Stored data
use crate::model::RemediationPlan;
use anyhow::Result;

pub fn print_json(plan: &RemediationPlan) -> Result<()> {
    let json = serde_json::to_string_pretty(plan)?;
    println!("{}", json);
    Ok(())
}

WHAT IS EXPECTED:
Give back every entry above, complete and exact.

RESULT OF THE EXERCISE:
use crate::model::RemediationPlan;
use anyhow::Result;

pub fn print_json(plan: &RemediationPlan) -> Result<()> {
    let json = serde_json::to_string_pretty(plan)?;
    println!("{}", json);
    Ok(())
}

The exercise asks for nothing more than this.